= Assigned task =
Among the entries below, extract exactly the lines that run from the one with "self.profile, &self.store, ListQuery::single()).await;" through the one with "if let Some(skill)", both ends included.

#### Data records

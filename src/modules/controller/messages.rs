// src/modules/controller/messages.rs

use serde_json::json;

use crate::modules::notify::{Notifier, ToastLevel};
use crate::modules::records::Message;
use crate::modules::table::application::ports::outgoing::TableStore;

/// Unread-badge count for the admin sidebar.
pub fn unread_count(messages: &[Message]) -> usize {
    messages.iter().filter(|m| !m.read).count()
}

/// Mark a message read: one combined PATCH flipping `read` and `status`
/// together, never two calls. Returns true when the backend committed, so the
/// caller forces the re-fetch.
pub async fn mark_as_read<S, N>(store: &S, notifier: &N, id: &str) -> bool
where
    S: TableStore<Message>,
    N: Notifier,
{
    let fields = json!({ "read": true, "status": "read" });
    match store.patch(id, fields).await {
        Ok(_) => {
            notifier.notify(ToastLevel::Success, "Message marked as read");
            true
        }
        Err(error) => {
            tracing::warn!(message_id = id, %error, "mark as read failed");
            notifier.notify(ToastLevel::Error, "Failed to update message");
            false
        }
    }
}
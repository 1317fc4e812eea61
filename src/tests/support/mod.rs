pub mod fixtures;
pub mod stubs;
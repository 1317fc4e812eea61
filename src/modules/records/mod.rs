pub mod entities;

pub use entities::{
    Faceted, Message, MessageStatus, Profile, Project, Resource, Skill, Testimonial,
};
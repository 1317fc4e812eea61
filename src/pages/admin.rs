// src/pages/admin.rs
//
// The admin console: every resource kind behind the same cycle — mutate
// through the table store, toast the outcome, force a re-fetch, re-render.

use crate::modules::cache::CacheSlot;
use crate::modules::controller::messages::{mark_as_read, unread_count};
use crate::modules::controller::{delete_record, refresh_slot, ConfirmPrompt, Editor};
use crate::modules::notify::{Notifier, ToastLevel};
use crate::modules::records::{Message, Profile, Project, Resource, Skill, Testimonial};
use crate::modules::render::views;
use crate::modules::render::{Action, Filter, Node, View};
use crate::modules::table::application::ports::outgoing::{ListQuery, TableStore};

pub struct AdminPage<S> {
    store: S,
    pub profile: CacheSlot<Profile>,
    pub skills: CacheSlot<Skill>,
    pub projects: CacheSlot<Project>,
    pub testimonials: CacheSlot<Testimonial>,
    pub messages: CacheSlot<Message>,
    pub skill_editor: Editor<Skill>,
    pub project_editor: Editor<Project>,
    pub testimonial_editor: Editor<Testimonial>,
    message_filter: Filter,
}

impl<S> AdminPage<S>
where
    S: TableStore<Profile>
        + TableStore<Skill>
        + TableStore<Project>
        + TableStore<Testimonial>
        + TableStore<Message>,
{
    pub fn new(store: S) -> Self {
        Self {
            store,
            profile: CacheSlot::new(),
            skills: CacheSlot::new(),
            projects: CacheSlot::new(),
            testimonials: CacheSlot::new(),
            messages: CacheSlot::new(),
            skill_editor: Editor::new("Skill"),
            project_editor: Editor::new("Project"),
            testimonial_editor: Editor::new("Testimonial"),
            message_filter: Filter::All,
        }
    }

    /// Initial load: all five fetches fired concurrently, each into its own
    /// slot.
    pub async fn load_all(&mut self) {
        let (profile, skills, projects, testimonials, messages) = tokio::join!(
            TableStore::<Profile>::list(&self.store, ListQuery::single()),
            TableStore::<Skill>::list(&self.store, ListQuery::sorted_by_order()),
            TableStore::<Project>::list(&self.store, ListQuery::sorted_by_order()),
            TableStore::<Testimonial>::list(&self.store, ListQuery::sorted_by_order()),
            TableStore::<Message>::list(
                &self.store,
                ListQuery {
                    limit: Some(100),
                    ..Default::default()
                }
            ),
        );

        apply_list(&mut self.profile, profile);
        apply_list(&mut self.skills, skills);
        apply_list(&mut self.projects, projects);
        apply_list(&mut self.testimonials, testimonials);
        apply_list(&mut self.messages, messages);
    }

    //
    // ── Profile (form, not modal: PUT when persisted, POST otherwise) ──
    //

    pub async fn save_profile<N: Notifier>(&mut self, draft: Profile, notifier: &N) -> bool {
        let result = match draft.id() {
            Some(id) => {
                let id = id.to_string();
                TableStore::<Profile>::update(&self.store, &id, &draft).await
            }
            None => TableStore::<Profile>::create(&self.store, &draft).await,
        };

        match result {
            Ok(_) => {
                notifier.notify(ToastLevel::Success, "Profile saved successfully!");
                refresh_slot(&mut self.profile, &self.store, ListQuery::single()).await;
                true
            }
            Err(error) => {
                tracing::warn!(%error, "profile save failed");
                notifier.notify(ToastLevel::Error, "Failed to save profile");
                false
            }
        }
    }

    //
    // ── Skills ──
    //

    pub fn new_skill(&mut self) {
        self.skill_editor.open_blank();
    }

    pub fn edit_skill(&mut self, id: &str) {
        if let Some(skill) = self.skills.records().iter().find(|s| s.id() == Some(id)) {
            self.skill_editor.open(skill.clone());
        }
    }

    pub async fn submit_skill<N: Notifier>(&mut self, notifier: &N) -> bool {
        if self.skill_editor.submit(&self.store, notifier).await {
            refresh_slot(&mut self.skills, &self.store, ListQuery::sorted_by_order()).await;
            true
        } else {
            false
        }
    }

    pub async fn delete_skill<C: ConfirmPrompt, N: Notifier>(
        &mut self,
        id: &str,
        prompt: &C,
        notifier: &N,
    ) -> bool {
        if delete_record::<Skill, _, _, _>(&self.store, id, "skill", prompt, notifier).await {
            refresh_slot(&mut self.skills, &self.store, ListQuery::sorted_by_order()).await;
            true
        } else {
            false
        }
    }

    //
    // ── Projects ──
    //

    pub fn new_project(&mut self) {
        self.project_editor.open_blank();
    }

    pub fn edit_project(&mut self, id: &str) {
        if let Some(project) = self.projects.records().iter().find(|p| p.id() == Some(id)) {
            self.project_editor.open(project.clone());
        }
    }

    pub async fn submit_project<N: Notifier>(&mut self, notifier: &N) -> bool {
        if self.project_editor.submit(&self.store, notifier).await {
            refresh_slot(&mut self.projects, &self.store, ListQuery::sorted_by_order()).await;
            true
        } else {
            false
        }
    }

    pub async fn delete_project<C: ConfirmPrompt, N: Notifier>(
        &mut self,
        id: &str,
        prompt: &C,
        notifier: &N,
    ) -> bool {
        if delete_record::<Project, _, _, _>(&self.store, id, "project", prompt, notifier).await {
            refresh_slot(&mut self.projects, &self.store, ListQuery::sorted_by_order()).await;
            true
        } else {
            false
        }
    }

    //
    // ── Testimonials ──
    //

    pub fn new_testimonial(&mut self) {
        self.testimonial_editor.open_blank();
    }

    pub fn edit_testimonial(&mut self, id: &str) {
        if let Some(testimonial) = self
            .testimonials
            .records()
            .iter()
            .find(|t| t.id() == Some(id))
        {
            self.testimonial_editor.open(testimonial.clone());
        }
    }

    pub async fn submit_testimonial<N: Notifier>(&mut self, notifier: &N) -> bool {
        if self.testimonial_editor.submit(&self.store, notifier).await {
            refresh_slot(
                &mut self.testimonials,
                &self.store,
                ListQuery::sorted_by_order(),
            )
            .await;
            true
        } else {
            false
        }
    }

    pub async fn delete_testimonial<C: ConfirmPrompt, N: Notifier>(
        &mut self,
        id: &str,
        prompt: &C,
        notifier: &N,
    ) -> bool {
        if delete_record::<Testimonial, _, _, _>(
            &self.store,
            id,
            "testimonial",
            prompt,
            notifier,
        )
        .await
        {
            refresh_slot(
                &mut self.testimonials,
                &self.store,
                ListQuery::sorted_by_order(),
            )
            .await;
            true
        } else {
            false
        }
    }

    //
    // ── Messages ──
    //

    pub fn set_message_filter(&mut self, filter: Filter) {
        self.message_filter = filter;
    }

    pub fn message_filter(&self) -> &Filter {
        &self.message_filter
    }

    pub fn unread_count(&self) -> usize {
        unread_count(self.messages.records())
    }

    pub async fn mark_message_read<N: Notifier>(&mut self, id: &str, notifier: &N) -> bool {
        if mark_as_read(&self.store, notifier, id).await {
            self.refresh_messages().await;
            true
        } else {
            false
        }
    }

    pub async fn delete_message<C: ConfirmPrompt, N: Notifier>(
        &mut self,
        id: &str,
        prompt: &C,
        notifier: &N,
    ) -> bool {
        if delete_record::<Message, _, _, _>(&self.store, id, "message", prompt, notifier).await {
            self.refresh_messages().await;
            true
        } else {
            false
        }
    }

    async fn refresh_messages(&mut self) {
        refresh_slot(
            &mut self.messages,
            &self.store,
            ListQuery {
                limit: Some(100),
                ..Default::default()
            },
        )
        .await;
    }

    //
    // ── Dispatch & render ──
    //

    /// Route an action from the binding table. Form submissions (profile,
    /// modal editors) carry payloads and go through their typed methods.
    pub async fn dispatch<C: ConfirmPrompt, N: Notifier>(
        &mut self,
        action: Action,
        prompt: &C,
        notifier: &N,
    ) {
        match action {
            Action::NewSkill => self.new_skill(),
            Action::EditSkill(id) => self.edit_skill(&id),
            Action::DeleteSkill(id) => {
                self.delete_skill(&id, prompt, notifier).await;
            }
            Action::NewProject => self.new_project(),
            Action::EditProject(id) => self.edit_project(&id),
            Action::DeleteProject(id) => {
                self.delete_project(&id, prompt, notifier).await;
            }
            Action::NewTestimonial => self.new_testimonial(),
            Action::EditTestimonial(id) => self.edit_testimonial(&id),
            Action::DeleteTestimonial(id) => {
                self.delete_testimonial(&id, prompt, notifier).await;
            }
            Action::MarkMessageRead(id) => {
                self.mark_message_read(&id, notifier).await;
            }
            Action::DeleteMessage(id) => {
                self.delete_message(&id, prompt, notifier).await;
            }
            Action::SetMessageFilter(filter) => self.set_message_filter(filter),
            Action::CloseModal => {
                self.skill_editor.cancel();
                self.project_editor.cancel();
                self.testimonial_editor.cancel();
            }
            other => tracing::debug!(?other, "action not handled by the admin console"),
        }
    }

    pub fn render_skills(&self) -> View {
        views::skills_table(self.skills.records())
    }

    pub fn render_projects(&self) -> View {
        views::admin_projects_grid(self.projects.records())
    }

    pub fn render_testimonials(&self) -> View {
        views::admin_testimonials_grid(self.testimonials.records())
    }

    pub fn render_messages(&self) -> View {
        views::messages_list(self.messages.records(), &self.message_filter)
    }

    pub fn render_badge(&self) -> Node {
        views::unread_badge(self.unread_count())
    }
}

fn apply_list<T: Resource>(
    slot: &mut CacheSlot<T>,
    result: Result<
        crate::modules::table::application::ports::outgoing::Page<T>,
        crate::modules::table::application::ports::outgoing::TableStoreError,
    >,
) {
    match result {
        Ok(page) => slot.replace(page.data),
        Err(error) => {
            tracing::warn!(table = T::TABLE, %error, "list fetch failed, degrading to empty");
            slot.mark_failed();
        }
    }
}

########

= Exercise response =
                refresh_slot(&mut self.profile, &self.store, ListQuery::single()).await;
                true
            }
            Err(error) => {
                tracing::warn!(%error, "profile save failed");
                notifier.notify(ToastLevel::Error, "Failed to save profile");
                false
            }
        }
    }

    //
    // ── Skills ──
    //

    pub fn new_skill(&mut self) {
        self.skill_editor.open_blank();
    }

    pub fn edit_skill(&mut self, id: &str) {
        if let Some(skill) = self.skills.records().iter().find(|s| s.id() == Some(id)) {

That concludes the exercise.